Samhain Nacht

Einsendung zum Schreibwettbewerb "Eine angelehnte Tür" von Beltz & Gelberg und LizzyNet

Samhain Nacht

Frostige Stille lag über der Lichtung im Wald. Der Mond stand voll am Himmel- ein ganz besonderer Mond-Samhain-Mond.

Auf der Lichtung, am Füße einer knorrigen Eiche, war ein Fünfstern aus Steinen. An vier der Zacken standen Schalen- in einer war Wasser, in einer Feuer, in einer Erde und in einer nichts- nur Luft. Der Platz am fünften Zacken war leer.

In der Mitte des Sterns stand eine Frau einen schwarzen Umhang um die Schultern, eine Kapuze tief ins Gesicht gezogen.
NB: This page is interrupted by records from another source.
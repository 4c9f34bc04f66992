use chrono::{Duration, NaiveDate, Utc};
use torhaus_store_sqlite::SqliteStore;
use torhaus_storage::{
    CreateEmailLogParams, CreateInviteParams, CreateReservationParams, EmailStatus, GuestContact,
    InviteConsumption, InviteId, PaymentMethod, ReservationId, ReservationStatus, SignatureKind,
    Store, StoreError,
};
use uuid::Uuid;

fn invite_params(token_hash: &str) -> CreateInviteParams {
    CreateInviteParams {
        form_key: "gesellschaften".into(),
        token_hash: token_hash.into(),
        created_by_user_id: None,
        recipient_email: Some("guest@example.com".into()),
        note: None,
        expires_at: Some(Utc::now() + Duration::days(7)),
        max_uses: 1,
    }
}

fn reservation_params(invite: Option<InviteConsumption>) -> CreateReservationParams {
    CreateReservationParams {
        contact: GuestContact::Detailed {
            first_name: "Anna".into(),
            last_name: "Beispiel".into(),
            street: "Hauptstr. 1".into(),
            postal_code: "21244".into(),
            city: "Buchholz".into(),
            phone: "+49 40 1234".into(),
            email: "anna@example.com".into(),
        },
        event_date: NaiveDate::from_ymd_opt(2026, 9, 12).unwrap(),
        event_type: "Geburtstag".into(),
        start_time: "18:00".into(),
        end_time: "22:30".into(),
        guest_count: 24,
        payment_method: PaymentMethod::Invoice,
        notes: None,
        signature_png: vec![0x89, 0x50, 0x4e, 0x47],
        invite,
    }
}

#[tokio::test]
async fn invite_create_and_lookup() {
    let store = SqliteStore::open_in_memory().await.unwrap();

    let invite = store.create_invite(&invite_params("hash-1")).await.unwrap();
    assert_eq!(invite.use_count, 0);
    assert!(!invite.is_revoked);

    let by_hash = store.get_invite_by_hash("hash-1").await.unwrap();
    assert_eq!(by_hash.id, invite.id);

    let by_id = store.get_invite(&invite.id).await.unwrap();
    assert_eq!(by_id.token_hash, "hash-1");

    assert!(matches!(
        store.get_invite_by_hash("hash-nope").await,
        Err(StoreError::NotFound)
    ));
}

#[tokio::test]
async fn duplicate_token_hash_rejected() {
    let store = SqliteStore::open_in_memory().await.unwrap();
    store.create_invite(&invite_params("hash-dup")).await.unwrap();
    assert!(matches!(
        store.create_invite(&invite_params("hash-dup")).await,
        Err(StoreError::AlreadyExists)
    ));
}

#[tokio::test]
async fn revoke_is_idempotent() {
    let store = SqliteStore::open_in_memory().await.unwrap();
    let invite = store.create_invite(&invite_params("hash-r")).await.unwrap();

    store.revoke_invite(&invite.id).await.unwrap();
    store.revoke_invite(&invite.id).await.unwrap();

    let reread = store.get_invite(&invite.id).await.unwrap();
    assert!(reread.is_revoked);

    assert!(matches!(
        store.revoke_invite(&InviteId(Uuid::new_v4())).await,
        Err(StoreError::NotFound)
    ));
}

#[tokio::test]
async fn consume_respects_quota() {
    let store = SqliteStore::open_in_memory().await.unwrap();
    let invite = store.create_invite(&invite_params("hash-q")).await.unwrap();
    let now = Utc::now();

    let r1 = ReservationId(Uuid::new_v4());
    assert!(store.try_consume_invite(&invite.id, 1, now, &r1).await.unwrap());

    let r2 = ReservationId(Uuid::new_v4());
    assert!(!store.try_consume_invite(&invite.id, 1, now, &r2).await.unwrap());

    let reread = store.get_invite(&invite.id).await.unwrap();
    assert_eq!(reread.use_count, 1);
    assert_eq!(reread.used_by_reservation_id, Some(r1));
    assert!(reread.used_at.is_some());
}

#[tokio::test]
async fn consume_rejects_revoked_and_expired() {
    let store = SqliteStore::open_in_memory().await.unwrap();
    let now = Utc::now();

    let revoked = store.create_invite(&invite_params("hash-rev")).await.unwrap();
    store.revoke_invite(&revoked.id).await.unwrap();
    let rid = ReservationId(Uuid::new_v4());
    assert!(!store.try_consume_invite(&revoked.id, 1, now, &rid).await.unwrap());

    let mut params = invite_params("hash-exp");
    params.expires_at = Some(now - Duration::days(1));
    let expired = store.create_invite(&params).await.unwrap();
    assert!(!store.try_consume_invite(&expired.id, 1, now, &rid).await.unwrap());

    assert_eq!(store.get_invite(&revoked.id).await.unwrap().use_count, 0);
    assert_eq!(store.get_invite(&expired.id).await.unwrap().use_count, 0);
}

#[tokio::test]
async fn multi_use_progression_sets_used_at_on_last_unit() {
    let store = SqliteStore::open_in_memory().await.unwrap();
    let mut params = invite_params("hash-m");
    params.max_uses = 3;
    let invite = store.create_invite(&params).await.unwrap();
    let now = Utc::now();

    for expected_count in 1..=3 {
        let rid = ReservationId(Uuid::new_v4());
        assert!(store.try_consume_invite(&invite.id, 3, now, &rid).await.unwrap());
        let reread = store.get_invite(&invite.id).await.unwrap();
        assert_eq!(reread.use_count, expected_count);
        assert_eq!(reread.used_by_reservation_id, Some(rid));
        assert_eq!(reread.used_at.is_some(), expected_count == 3);
    }

    let rid = ReservationId(Uuid::new_v4());
    assert!(!store.try_consume_invite(&invite.id, 3, now, &rid).await.unwrap());
    assert_eq!(store.get_invite(&invite.id).await.unwrap().use_count, 3);
}

#[tokio::test]
async fn racing_consumers_get_exactly_one_unit() {
    let store = std::sync::Arc::new(SqliteStore::open_in_memory().await.unwrap());
    let invite = store.create_invite(&invite_params("hash-race")).await.unwrap();
    let now = Utc::now();

    let a = {
        let store = store.clone();
        let id = invite.id.clone();
        tokio::spawn(async move {
            store
                .try_consume_invite(&id, 1, now, &ReservationId(Uuid::new_v4()))
                .await
                .unwrap()
        })
    };
    let b = {
        let store = store.clone();
        let id = invite.id.clone();
        tokio::spawn(async move {
            store
                .try_consume_invite(&id, 1, now, &ReservationId(Uuid::new_v4()))
                .await
                .unwrap()
        })
    };

    let (a, b) = (a.await.unwrap(), b.await.unwrap());
    assert!(a ^ b, "exactly one concurrent consumer may win");
    assert_eq!(store.get_invite(&invite.id).await.unwrap().use_count, 1);
}

#[tokio::test]
async fn reservation_commits_jointly_with_consumption() {
    let store = SqliteStore::open_in_memory().await.unwrap();
    let invite = store.create_invite(&invite_params("hash-j")).await.unwrap();

    let reservation = store
        .create_reservation(&reservation_params(Some(InviteConsumption {
            invite_id: invite.id.clone(),
            expected_max_uses: invite.max_uses,
        })))
        .await
        .unwrap();

    let invite = store.get_invite(&invite.id).await.unwrap();
    assert_eq!(invite.use_count, 1);
    assert_eq!(invite.used_by_reservation_id, Some(reservation.id.clone()));

    let stored = store.get_reservation(&reservation.id).await.unwrap();
    assert_eq!(stored.invite_id, Some(invite.id.clone()));
    assert_eq!(stored.status, ReservationStatus::Pending);

    let signature = store
        .get_signature(&reservation.id, SignatureKind::Host)
        .await
        .unwrap();
    assert_eq!(signature.image_png, vec![0x89, 0x50, 0x4e, 0x47]);
}

#[tokio::test]
async fn failed_consumption_rolls_back_reservation_insert() {
    let store = SqliteStore::open_in_memory().await.unwrap();
    let invite = store.create_invite(&invite_params("hash-rb")).await.unwrap();

    // exhaust the invite first
    let rid = ReservationId(Uuid::new_v4());
    assert!(store
        .try_consume_invite(&invite.id, 1, Utc::now(), &rid)
        .await
        .unwrap());

    let result = store
        .create_reservation(&reservation_params(Some(InviteConsumption {
            invite_id: invite.id.clone(),
            expected_max_uses: invite.max_uses,
        })))
        .await;
    assert!(matches!(result, Err(StoreError::Conflict)));

    // neither the reservation nor its signature survived the rollback
    assert!(store.list_reservations(10).await.unwrap().is_empty());
    assert_eq!(store.get_invite(&invite.id).await.unwrap().use_count, 1);
}

#[tokio::test]
async fn delete_clears_back_references() {
    let store = SqliteStore::open_in_memory().await.unwrap();
    let invite = store.create_invite(&invite_params("hash-d")).await.unwrap();

    let reservation = store
        .create_reservation(&reservation_params(Some(InviteConsumption {
            invite_id: invite.id.clone(),
            expected_max_uses: invite.max_uses,
        })))
        .await
        .unwrap();

    store
        .record_email(&CreateEmailLogParams {
            invite_id: Some(invite.id.clone()),
            reservation_id: None,
            recipient: "guest@example.com".into(),
            subject: "Ihre Einladung".into(),
            status: EmailStatus::Sent,
            error: None,
        })
        .await
        .unwrap();

    let deleted = store.delete_invites(&[invite.id.clone()]).await.unwrap();
    assert_eq!(deleted, 1);

    assert!(matches!(
        store.get_invite(&invite.id).await,
        Err(StoreError::NotFound)
    ));

    // the reservation survives with its back-reference cleared
    let stored = store.get_reservation(&reservation.id).await.unwrap();
    assert_eq!(stored.invite_id, None);

    // email history survives without a dangling invite pointer
    assert_eq!(store.email_log_rows_for_invite(&invite.id).await.unwrap(), 0);
}

#[tokio::test]
async fn legacy_contact_round_trips() {
    let store = SqliteStore::open_in_memory().await.unwrap();
    let mut params = reservation_params(None);
    params.contact = GuestContact::Legacy {
        name: "B. Müller".into(),
        email: "bm@example.com".into(),
        phone: None,
    };

    let reservation = store.create_reservation(&params).await.unwrap();
    let stored = store.get_reservation(&reservation.id).await.unwrap();
    assert_eq!(stored.contact, params.contact);
}

#[tokio::test]
async fn status_updates_persist() {
    let store = SqliteStore::open_in_memory().await.unwrap();
    let reservation = store.create_reservation(&reservation_params(None)).await.unwrap();

    store
        .update_reservation_status(&reservation.id, ReservationStatus::Confirmed)
        .await
        .unwrap();
    let stored = store.get_reservation(&reservation.id).await.unwrap();
    assert_eq!(stored.status, ReservationStatus::Confirmed);

    assert!(matches!(
        store
            .update_reservation_status(&ReservationId(Uuid::new_v4()), ReservationStatus::Declined)
            .await,
        Err(StoreError::NotFound)
    ));
}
Kein Lüftchen regte sich, als sie die Hände gen Himmel erhob. Die Kapuze fiel zurück als sie die Blick nach oben richtete und die Stimme zum Sprechen erhob:

„Fünf Elemente, seid nun vereinigt,

Heute Nacht unterm Neujahresmond;

Tore der ander'n Welt, öffnet Euch nun,

gebt auch den fünften Teil Eurer frei;

Wasser, der Ursprung, Wasser das spendet,

Reinheit und alles Leben der Welt!

Feuer, das brennet, Feuer das leuchtet,

bringt die Erkenntnis Sterblichen dar!

Erde, die Mutter, Erde, der Anfang,

bringt doch alljährlich Früchte hervor!

Luft, die wir atmen, Luft alles flücht'ge,

das für uns im Verborgenen wirkt!

Geist, Du das fünfte, Geist nun erscheine,

hebe Dich aus der anderen Welt!

Tritt nun hervor und sei heute bei uns

hier in vergänglich törichter Welt!

Öffne das Tor, das trennet die Welten,

Heute nicht ganz verschlossen uns steht.

Künde uns von vergessenem Wissen,

Geistern und Feen und ewigem Sein!

Lehre uns wissen, lehre uns kennen,

Wesen der Welt,verborgene Kraft

unserer Erde, unseres Lebens.

Jene Kraft, die das Leben erschafft.

Geist, Du das fünfte, Geist nun erscheine,

hebe Dich aus der anderen Welt!

Tritt nun hervor und sei heute bei uns

hier in vergänglich törichter Welt!


Ein Flimmern durchzog die Luft, wie an einem heißen Sommertag. Wetterleuchten in der Ferne. Und etwas erschien. Etwas düsteres, großes. Plötzlich war es durch das Weltentor getreten und stand nur hier, am fünften Zacken des Sterns. Es war nicht von menschlicher Gestalt, ohne Augen schien es sie zu fixieren, ohne Nase zu wittern, ohne Mund machte es Geräusche, die noch kein Sterblicher vernommen hatte. Es schien in Tücher, ähnlich Leichentüchern gewickelt zu sein, die ohne einen Lufthauch wehten. Auch schien es nicht auf dem Boden zu stehen, sondern darüber. Es war wahrlich ein Geschöpf der anderen Welt. Aber es war nicht der Geist, den sie zu rufen gewünscht hatte.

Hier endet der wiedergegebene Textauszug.